Problem description: Reproduce each of the entries that follow, exactly.

Information shown:

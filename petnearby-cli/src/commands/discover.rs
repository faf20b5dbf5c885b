//! Discover command - run a full discovery session in the terminal.
//!
//! The permission answer and the location stream are simulated: the
//! stream starts at `--lat/--lon` and drifts slightly with each update so
//! the later-update behavior is visible.

use std::path::PathBuf;
use std::sync::Arc;
use std::time::Duration;

use console::{style, Term};
use indicatif::{ProgressBar, ProgressStyle};
use tokio::task::JoinHandle;
use tokio_util::sync::CancellationToken;
use tracing::{debug, warn};

use petnearby::coord::{Coordinate, Region};
use petnearby::discovery::{DiscoveryPhase, DiscoveryServices, MapSurface, MountedScreen};
use petnearby::location::{ChannelLocationProvider, LocationFeed};
use petnearby::permission::{DenialReason, StaticPermissionGate};
use petnearby::places::Place;

use super::common::{
    load_config, parse_coordinate, places_client, print_places, resolve_first_fix_timeout,
    resolve_places, PlacesOverrides,
};
use crate::error::CliError;

/// Degrees added to each simulated update.
const DRIFT_DEGREES: f64 = 0.0002;

/// Arguments for the discover command.
pub struct DiscoverArgs {
    pub config: Option<PathBuf>,
    pub lat: f64,
    pub lon: f64,
    pub deny: bool,
    pub updates: usize,
    pub interval: Duration,
    pub first_fix_timeout: Option<u64>,
    pub overrides: PlacesOverrides,
}

/// Map surface that reports camera and marker commands on the terminal.
struct TerminalMap {
    progress: Option<ProgressBar>,
}

impl TerminalMap {
    fn line(&self, text: String) {
        match &self.progress {
            Some(pb) => pb.println(text),
            None => eprintln!("{}", text),
        }
    }
}

impl MapSurface for TerminalMap {
    fn animate_to(&self, region: Region, duration: Duration) {
        self.line(format!(
            "{} camera → {} (span {:.4}° × {:.4}°, {} ms)",
            style("map").cyan(),
            region.center,
            region.latitude_delta,
            region.longitude_delta,
            duration.as_millis()
        ));
    }

    fn show_places(&self, places: &[Place]) {
        self.line(format!("{} {} markers", style("map").cyan(), places.len()));
    }

    fn update_user_location(&self, coordinate: Coordinate) {
        self.line(format!("{} you are at {}", style("map").cyan(), coordinate));
    }
}

fn spinner() -> Option<ProgressBar> {
    if !Term::stderr().is_term() || std::env::var("NO_COLOR").is_ok() {
        return None;
    }
    let pb = ProgressBar::new_spinner();
    if let Ok(spinner_style) = ProgressStyle::default_spinner()
        .tick_strings(&["⠋", "⠙", "⠹", "⠸", "⠼", "⠴", "⠦", "⠧", "⠇", "⠏", "✓"])
        .template("{spinner} {msg}")
    {
        pb.set_style(spinner_style);
    }
    pb.enable_steady_tick(Duration::from_millis(80));
    Some(pb)
}

/// Push `count` drifting updates once the session subscribes.
async fn feed_updates(
    feed: LocationFeed,
    start: Coordinate,
    count: usize,
    interval: Duration,
    stop: CancellationToken,
) {
    while !feed.has_subscriber() {
        tokio::select! {
            _ = stop.cancelled() => return,
            _ = tokio::time::sleep(Duration::from_millis(20)) => {}
        }
    }

    for i in 0..count {
        let offset = DRIFT_DEGREES * i as f64;
        let Ok(coordinate) = Coordinate::new(start.latitude + offset, start.longitude + offset) else {
            return;
        };
        if !feed.push(coordinate) {
            debug!("Location feed has no subscriber, stopping");
            return;
        }
        tokio::select! {
            _ = stop.cancelled() => return,
            _ = tokio::time::sleep(interval) => {}
        }
    }
}

/// Waits for the feeder task. Returns false if it panicked or was aborted.
async fn join_feeder(feeder: JoinHandle<()>) -> bool {
    match feeder.await {
        Ok(()) => true,
        Err(e) => {
            warn!(error = %e, "Location feeder task ended abnormally");
            false
        }
    }
}

/// Run the discover command.
pub async fn run(args: DiscoverArgs) -> Result<(), CliError> {
    let start = parse_coordinate(args.lat, args.lon)?;
    let config = resolve_places(load_config(args.config.as_deref())?, args.overrides);
    let first_fix_timeout = resolve_first_fix_timeout(args.first_fix_timeout, &config);
    let config = config.with_first_fix_timeout(first_fix_timeout);

    let permission = if args.deny {
        StaticPermissionGate::denied(DenialReason::UserDenied)
    } else {
        StaticPermissionGate::granted()
    };
    let (provider, feed) = ChannelLocationProvider::new();
    let progress = spinner();
    let map = Arc::new(TerminalMap {
        progress: progress.clone(),
    });

    let mut screen = MountedScreen::mount(
        DiscoveryServices {
            permission,
            location: provider,
            places: places_client(&config)?,
            map: map.clone(),
        },
        config,
    );

    let stop = CancellationToken::new();
    let feeder = tokio::spawn(feed_updates(
        feed,
        start,
        args.updates.max(1),
        args.interval,
        stop.clone(),
    ));

    let mut watcher = screen.watch();
    let mut last_phase = None;
    loop {
        let state = watcher.borrow_and_update().clone();
        if last_phase != Some(state.phase) {
            map.line(format!(
                "{} {}",
                style("state").magenta(),
                state.phase.display_status()
            ));
            last_phase = Some(state.phase);
        }
        if let (Some(pb), Some(message)) = (&progress, state.overlay_message()) {
            pb.set_message(message);
        }
        if state.phase.is_terminal() || watcher.changed().await.is_err() {
            break;
        }
    }
    let state = screen.settled().await;

    if state.phase == DiscoveryPhase::Ready {
        // Let the remaining simulated updates reach the map.
        join_feeder(feeder).await;
    } else {
        stop.cancel();
    }
    if let Some(pb) = &progress {
        pb.finish_and_clear();
    }
    screen.unmount().await;

    match state.phase {
        DiscoveryPhase::Ready => {
            println!(
                "{} {} places near {}",
                style("✓").green().bold(),
                state.places.len(),
                start
            );
            print_places(start, &state.places);
            if let Some(warning) = state.warning {
                eprintln!("{} {}", style("warning:").yellow().bold(), warning);
            }
            Ok(())
        }
        _ => Err(CliError::Discovery(
            state
                .error
                .unwrap_or_else(|| "Discovery stopped before completing".to_string()),
        )),
    }
}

Written solution:
filename petnearby-cli/src/commands/discover.rs
repository faf20b5dbf5c885b
//! Discover command - run a full discovery session in the terminal.
//!
//! The permission answer and the location stream are simulated: the
//! stream starts at `--lat/--lon` and drifts slightly with each update so
//! the later-update behavior is visible.

use std::path::PathBuf;
use std::sync::Arc;
use std::time::Duration;

use console::{style, Term};
use indicatif::{ProgressBar, ProgressStyle};
use tokio::task::JoinHandle;
use tokio_util::sync::CancellationToken;
use tracing::{debug, warn};

use petnearby::coord::{Coordinate, Region};
use petnearby::discovery::{DiscoveryPhase, DiscoveryServices, MapSurface, MountedScreen};
use petnearby::location::{ChannelLocationProvider, LocationFeed};
use petnearby::permission::{DenialReason, StaticPermissionGate};
use petnearby::places::Place;

use super::common::{
    load_config, parse_coordinate, places_client, print_places, resolve_first_fix_timeout,
    resolve_places, PlacesOverrides,
};
use crate::error::CliError;

/// Degrees added to each simulated update.
const DRIFT_DEGREES: f64 = 0.0002;

/// Arguments for the discover command.
pub struct DiscoverArgs {
    pub config: Option<PathBuf>,
    pub lat: f64,
    pub lon: f64,
    pub deny: bool,
    pub updates: usize,
    pub interval: Duration,
    pub first_fix_timeout: Option<u64>,
    pub overrides: PlacesOverrides,
}

/// Map surface that reports camera and marker commands on the terminal.
struct TerminalMap {
    progress: Option<ProgressBar>,
}

impl TerminalMap {
    fn line(&self, text: String) {
        match &self.progress {
            Some(pb) => pb.println(text),
            None => eprintln!("{}", text),
        }
    }
}

impl MapSurface for TerminalMap {
    fn animate_to(&self, region: Region, duration: Duration) {
        self.line(format!(
            "{} camera → {} (span {:.4}° × {:.4}°, {} ms)",
            style("map").cyan(),
            region.center,
            region.latitude_delta,
            region.longitude_delta,
            duration.as_millis()
        ));
    }

    fn show_places(&self, places: &[Place]) {
        self.line(format!("{} {} markers", style("map").cyan(), places.len()));
    }

    fn update_user_location(&self, coordinate: Coordinate) {
        self.line(format!("{} you are at {}", style("map").cyan(), coordinate));
    }
}

fn spinner() -> Option<ProgressBar> {
    if !Term::stderr().is_term() || std::env::var("NO_COLOR").is_ok() {
        return None;
    }
    let pb = ProgressBar::new_spinner();
    if let Ok(spinner_style) = ProgressStyle::default_spinner()
        .tick_strings(&["⠋", "⠙", "⠹", "⠸", "⠼", "⠴", "⠦", "⠧", "⠇", "⠏", "✓"])
        .template("{spinner} {msg}")
    {
        pb.set_style(spinner_style);
    }
    pb.enable_steady_tick(Duration::from_millis(80));
    Some(pb)
}

/// Push `count` drifting updates once the session subscribes.
async fn feed_updates(
    feed: LocationFeed,
    start: Coordinate,
    count: usize,
    interval: Duration,
    stop: CancellationToken,
) {
    while !feed.has_subscriber() {
        tokio::select! {
            _ = stop.cancelled() => return,
            _ = tokio::time::sleep(Duration::from_millis(20)) => {}
        }
    }

    for i in 0..count {
        let offset = DRIFT_DEGREES * i as f64;
        let Ok(coordinate) = Coordinate::new(start.latitude + offset, start.longitude + offset) else {
            return;
        };
        if !feed.push(coordinate) {
            debug!("Location feed has no subscriber, stopping");
            return;
        }
        tokio::select! {
            _ = stop.cancelled() => return,
            _ = tokio::time::sleep(interval) => {}
        }
    }
}

/// Waits for the feeder task. Returns false if it panicked or was aborted.
async fn join_feeder(feeder: JoinHandle<()>) -> bool {
    match feeder.await {
        Ok(()) => true,
        Err(e) => {
            warn!(error = %e, "Location feeder task ended abnormally");
            false
        }
    }
}

/// Run the discover command.
pub async fn run(args: DiscoverArgs) -> Result<(), CliError> {
    let start = parse_coordinate(args.lat, args.lon)?;
    let config = resolve_places(load_config(args.config.as_deref())?, args.overrides);
    let first_fix_timeout = resolve_first_fix_timeout(args.first_fix_timeout, &config);
    let config = config.with_first_fix_timeout(first_fix_timeout);

    let permission = if args.deny {
        StaticPermissionGate::denied(DenialReason::UserDenied)
    } else {
        StaticPermissionGate::granted()
    };
    let (provider, feed) = ChannelLocationProvider::new();
    let progress = spinner();
    let map = Arc::new(TerminalMap {
        progress: progress.clone(),
    });

    let mut screen = MountedScreen::mount(
        DiscoveryServices {
            permission,
            location: provider,
            places: places_client(&config)?,
            map: map.clone(),
        },
        config,
    );

    let stop = CancellationToken::new();
    let feeder = tokio::spawn(feed_updates(
        feed,
        start,
        args.updates.max(1),
        args.interval,
        stop.clone(),
    ));

    let mut watcher = screen.watch();
    let mut last_phase = None;
    loop {
        let state = watcher.borrow_and_update().clone();
        if last_phase != Some(state.phase) {
            map.line(format!(
                "{} {}",
                style("state").magenta(),
                state.phase.display_status()
            ));
            last_phase = Some(state.phase);
        }
        if let (Some(pb), Some(message)) = (&progress, state.overlay_message()) {
            pb.set_message(message);
        }
        if state.phase.is_terminal() || watcher.changed().await.is_err() {
            break;
        }
    }
    let state = screen.settled().await;

    if state.phase == DiscoveryPhase::Ready {
        // Let the remaining simulated updates reach the map.
        join_feeder(feeder).await;
    } else {
        stop.cancel();
    }
    if let Some(pb) = &progress {
        pb.finish_and_clear();
    }
    screen.unmount().await;

    match state.phase {
        DiscoveryPhase::Ready => {
            println!(
                "{} {} places near {}",
                style("✓").green().bold(),
                state.places.len(),
                start
            );
            print_places(start, &state.places);
            if let Some(warning) = state.warning {
                eprintln!("{} {}", style("warning:").yellow().bold(), warning);
            }
            Ok(())
        }
        _ => Err(CliError::Discovery(
            state
                .error
                .unwrap_or_else(|| "Discovery stopped before completing".to_string()),
        )),
    }
}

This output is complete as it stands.